Delivery of bone marrow-derived mesenchymal stem cells (MSCs) to myocardium protects ischemic tissue through the paracrine release of beneficial angiogenic and cytoprotective factors. Platelet-derived growth factor (PDGF)-BB, a potent mitogen of MSCs, is involved in the pathophysiology of ischemic heart disease. However, the role(s) of PDGF in MSC-mediated cardioprotection remains unknown. Here, we found that PDGF treatment of MSCs resulted in rapid activation of both Akt and ERK (central intracellular signal mediators), upregulated VEGF, and induced phosphorylation of the activator protein-1 (AP-1) transcription factor c-Jun.

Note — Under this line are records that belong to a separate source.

use chrono::Utc;
use tabula_model::{BatchStatus, DataRecord, FieldValue, UploadBatch};
use tabula_storage::Storage;
use uuid::Uuid;

struct Scope {
    org: Uuid,
    principal: Uuid,
    template: Uuid,
}

fn scope(storage: &Storage) -> Scope {
    let org = Uuid::new_v4();
    let template = storage
        .create_template(org, "T", None, 4, 4)
        .expect("create template");
    Scope {
        org,
        principal: Uuid::new_v4(),
        template: template.id,
    }
}

fn insert_batch_for(storage: &Storage, scope: &Scope) -> Uuid {
    let batch = UploadBatch {
        id: Uuid::new_v4(),
        upload_no: "UPLOAD_20240101_120000_001".to_string(),
        organization_id: scope.org,
        principal_id: scope.principal,
        template_id: scope.template,
        source_file: None,
        original_filename: None,
        total_rows: 0,
        success_rows: 0,
        failed_rows: 0,
        status: BatchStatus::Pending,
        error_message: None,
        replaced_records: 0,
        superseded: false,
        started_at: Utc::now(),
        completed_at: None,
    };
    storage.insert_batch(&batch).expect("insert batch");
    batch.id
}

fn record(batch_id: Uuid, scope: &Scope, row_ordinal: u32) -> DataRecord {
    DataRecord {
        id: Uuid::new_v4(),
        batch_id,
        template_id: scope.template,
        organization_id: scope.org,
        principal_id: scope.principal,
        row_ordinal,
        is_latest: true,
        data_version: 1,
        deleted: false,
    }
}

#[test]
fn rows_read_back_in_row_and_field_order() {
    let storage = Storage::open_in_memory().expect("open storage");
    let sc = scope(&storage);
    let batch_id = insert_batch_for(&storage, &sc);

    // Insert out of row order; reads must come back sorted.
    let r2 = record(batch_id, &sc, 2);
    let r1 = record(batch_id, &sc, 1);
    let values = vec![
        FieldValue::intact(r2.id, "qty_B", "7", 1),
        FieldValue::intact(r2.id, "supplier_A", "ACME", 0),
        FieldValue::intact(r1.id, "supplier_A", "Globex", 0),
        FieldValue::intact(r1.id, "qty_B", "", 1).invalidate("'qty' is required"),
    ];
    storage
        .insert_rows(&[r2.clone(), r1.clone()], &values)
        .expect("insert rows");

    let rows = storage
        .latest_records(sc.org, sc.principal, sc.template)
        .expect("latest records");
    assert_eq!(rows.len(), 2);

    let (first, first_values) = &rows[0];
    assert_eq!(first.id, r1.id);
    assert_eq!(first.row_ordinal, 1);
    assert_eq!(first_values.len(), 2);
    assert_eq!(first_values[0].storage_key, "supplier_A");
    assert_eq!(first_values[1].storage_key, "qty_B");
    assert!(first_values[1].is_empty);
    assert!(!first_values[1].is_valid);
    assert_eq!(
        first_values[1].validation_message.as_deref(),
        Some("'qty' is required")
    );

    let (second, second_values) = &rows[1];
    assert_eq!(second.row_ordinal, 2);
    assert_eq!(second_values[0].value, "ACME");
    assert_eq!(second_values[1].value, "7");

    let by_batch = storage.records_by_batch(batch_id).expect("records by batch");
    assert_eq!(by_batch.len(), 2);
    assert_eq!(by_batch[0].0.row_ordinal, 1);

    // Lookup by explicit ids; unknown ids are skipped, order is by ordinal.
    let by_ids = storage
        .records_by_ids(&[r2.id, Uuid::new_v4(), r1.id])
        .expect("records by ids");
    assert_eq!(by_ids.len(), 2);
    assert_eq!(by_ids[0].0.id, r1.id);
    assert_eq!(by_ids[1].0.id, r2.id);
    assert_eq!(by_ids[1].1.len(), 2);
}

#[test]
fn soft_deleted_and_superseded_rows_are_not_latest() {
    let storage = Storage::open_in_memory().expect("open storage");
    let sc = scope(&storage);
    let batch_id = insert_batch_for(&storage, &sc);

    let live = record(batch_id, &sc, 1);
    let mut gone = record(batch_id, &sc, 2);
    gone.deleted = true;
    let mut old = record(batch_id, &sc, 3);
    old.is_latest = false;

    storage
        .insert_rows(&[live.clone(), gone, old], &[])
        .expect("insert rows");

    let rows = storage
        .latest_records(sc.org, sc.principal, sc.template)
        .expect("latest records");
    assert_eq!(rows.len(), 1);
    assert_eq!(rows[0].0.id, live.id);

    // The batch view still sees all three.
    assert_eq!(
        storage.records_by_batch(batch_id).expect("by batch").len(),
        3
    );
}

#[test]
fn replace_deletes_more_records_than_one_chunk_holds() {
    let storage = Storage::open_in_memory().expect("open storage");
    let sc = scope(&storage);
    let batch_id = insert_batch_for(&storage, &sc);

    // 1203 records spans three delete chunks of 500 ids.
    let mut records = Vec::new();
    let mut values = Vec::new();
    for ordinal in 1..=1203u32 {
        let r = record(batch_id, &sc, ordinal);
        values.push(FieldValue::intact(r.id, "supplier_A", "ACME", 0));
        values.push(FieldValue::intact(r.id, "qty_B", ordinal.to_string(), 1));
        records.push(r);
    }
    storage.insert_rows(&records, &values).expect("insert rows");
    assert_eq!(
        storage
            .latest_records(sc.org, sc.principal, sc.template)
            .expect("before replace")
            .len(),
        1203
    );

    let removed = storage
        .delete_existing_for(sc.org, sc.principal, sc.template)
        .expect("delete scope");
    assert_eq!(removed, 1203);

    assert!(storage
        .latest_records(sc.org, sc.principal, sc.template)
        .expect("after replace")
        .is_empty());
    assert!(storage
        .records_by_batch(batch_id)
        .expect("batch after replace")
        .is_empty());
}

#[test]
fn replace_leaves_other_principals_alone() {
    let storage = Storage::open_in_memory().expect("open storage");
    let sc = scope(&storage);
    let batch_id = insert_batch_for(&storage, &sc);
    storage
        .insert_rows(&[record(batch_id, &sc, 1)], &[])
        .expect("insert mine");

    let other = Scope {
        org: sc.org,
        principal: Uuid::new_v4(),
        template: sc.template,
    };
    let other_batch = insert_batch_for(&storage, &other);
    storage
        .insert_rows(&[record(other_batch, &other, 1)], &[])
        .expect("insert theirs");

    let removed = storage
        .delete_existing_for(sc.org, sc.principal, sc.template)
        .expect("delete scope");
    assert_eq!(removed, 1);

    assert_eq!(
        storage
            .latest_records(other.org, other.principal, other.template)
            .expect("other principal rows")
            .len(),
        1
    );
}

#[test]
fn org_wide_snapshot_spans_principals() {
    let storage = Storage::open_in_memory().expect("open storage");
    let sc = scope(&storage);
    let batch_id = insert_batch_for(&storage, &sc);
    storage
        .insert_rows(
            &[record(batch_id, &sc, 1), record(batch_id, &sc, 2)],
            &[],
        )
        .expect("insert mine");

    let other = Scope {
        org: sc.org,
        principal: Uuid::new_v4(),
        template: sc.template,
    };
    let other_batch = insert_batch_for(&storage, &other);
    let mut stale = record(other_batch, &other, 2);
    stale.is_latest = false;
    storage
        .insert_rows(&[record(other_batch, &other, 1), stale], &[])
        .expect("insert theirs");

    let rows = storage
        .latest_records_for_org(sc.org, sc.template)
        .expect("org snapshot");
    assert_eq!(rows.len(), 3);
    // Grouped per principal, row order inside each group.
    let principals: Vec<Uuid> = rows.iter().map(|(r, _)| r.principal_id).collect();
    let mut sorted = principals.clone();
    sorted.sort();
    assert_eq!(principals, sorted);
    for pair in rows.windows(2) {
        if pair[0].0.principal_id == pair[1].0.principal_id {
            assert!(pair[0].0.row_ordinal < pair[1].0.row_ordinal);
        }
    }
}

#[test]
fn deleting_an_empty_scope_is_a_no_op() {
    let storage = Storage::open_in_memory().expect("open storage");
    let sc = scope(&storage);
    let removed = storage
        .delete_existing_for(sc.org, sc.principal, sc.template)
        .expect("delete nothing");
    assert_eq!(removed, 0);
}
//! Progress snapshots polled while a batch runs.

use serde::{Deserialize, Serialize};
use uuid::Uuid;

use crate::batch::{BatchStatus, UploadBatch};

/// Point-in-time view of a batch, updated on every flush.
#[derive(Clone, Debug, PartialEq, Serialize, Deserialize)]
pub struct ProgressSnapshot {
    pub batch_id: Uuid,
    pub total_rows: u32,
    pub processed_rows: u32,
    pub success_rows: u32,
    pub failed_rows: u32,
    /// `processed / total`, in whole percent, capped at 100.
    pub percentage: u8,
    pub status: BatchStatus,
    pub message: Option<String>,
}

impl ProgressSnapshot {
    pub fn started(batch_id: Uuid, total_rows: u32) -> Self {
        Self {
            batch_id,
            total_rows,
            processed_rows: 0,
            success_rows: 0,
            failed_rows: 0,
            percentage: 0,
            status: BatchStatus::Processing,
            message: None,
        }
    }

    pub fn percentage_of(processed: u32, total: u32) -> u8 {
        if total == 0 {
            return 0;
        }
        ((processed as u64 * 100 / total as u64).min(100)) as u8
    }

    /// Reduced-fidelity snapshot reconstructed from the persisted batch row,
    /// used when the in-memory entry has already been evicted.
    pub fn from_batch(batch: &UploadBatch) -> Self {
        let processed = batch.success_rows + batch.failed_rows;
        let percentage = if batch.status.is_terminal() {
            100
        } else {
            Self::percentage_of(processed, batch.total_rows)
        };
        Self {
            batch_id: batch.id,
            total_rows: batch.total_rows,
            processed_rows: processed,
            success_rows: batch.success_rows,
            failed_rows: batch.failed_rows,
            percentage,
            status: batch.status,
            message: batch.error_message.clone(),
        }
    }
}
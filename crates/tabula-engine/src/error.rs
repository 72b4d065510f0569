use thiserror::Error;
use uuid::Uuid;

use tabula_model::{ColumnLetterError, FileValidationReport};
use tabula_storage::StorageError;
use tabula_xlsx::XlsxError;

#[derive(Debug, Error)]
pub enum EngineError {
    /// The template exists but no live schema entries are attached to it.
    #[error("no schema for template {0}")]
    SchemaNotFound(Uuid),

    /// Pre-flight refused the file; the report carries every violation.
    #[error("file validation failed: {} of {} rows invalid", report.invalid_rows, report.total_rows)]
    FileValidationFailed { report: FileValidationReport },

    /// Strict-mode ingestion stopped at an invalid row.
    #[error("ingestion aborted at row {row}: {message}")]
    Aborted { row: u32, message: String },

    #[error("storage error: {0}")]
    Storage(#[from] StorageError),

    #[error("spreadsheet error: {0}")]
    Xlsx(#[from] XlsxError),

    #[error("column letter error: {0}")]
    Column(#[from] ColumnLetterError),

    #[error("style encoding error: {0}")]
    Json(#[from] serde_json::Error),

    #[error("I/O error: {0}")]
    Io(#[from] std::io::Error),
}

pub type Result<T> = std::result::Result<T, EngineError>;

Examination of several microRNA genes having predicted promoter c-Jun-binding sites showed that PDGF treatment resulted in upregulation of miR-16-2 and downregulation of miRs-23b, -27b, and -320b. To examine possible PDGF augmentation of therapeutic potential, we evaluated the effects of PDGF using an ex vivo isolated mouse heart ischemia-reperfusion model. Human MSCs, with or without PDGF preconditioning, were infused into the coronary circulation of isolated mouse hearts. The hearts that received PDGF-treated MSCs exhibited a greater functional recovery compared with naïve MSC-infused hearts, following ischemia-reperfusion injury. This enhanced functional recovery was abolished by overexpression of miR-320, a microRNA we found downregulated by PDGF-activated c-Jun. Overexpression of miR-320 also resulted in upregulation of insulin-like growth factor binding protein (IGFBP) family members, suggesting PDGF "cross talk" with the mitogenic IGF signaling pathway. Collectively, we conclude that PDGF enhances MSC-mediated cardioprotection via a c-Jun/miR-320 signaling mechanism and PDGF MSC preconditioning may be an effective therapeutic strategy for cardiac ischemia.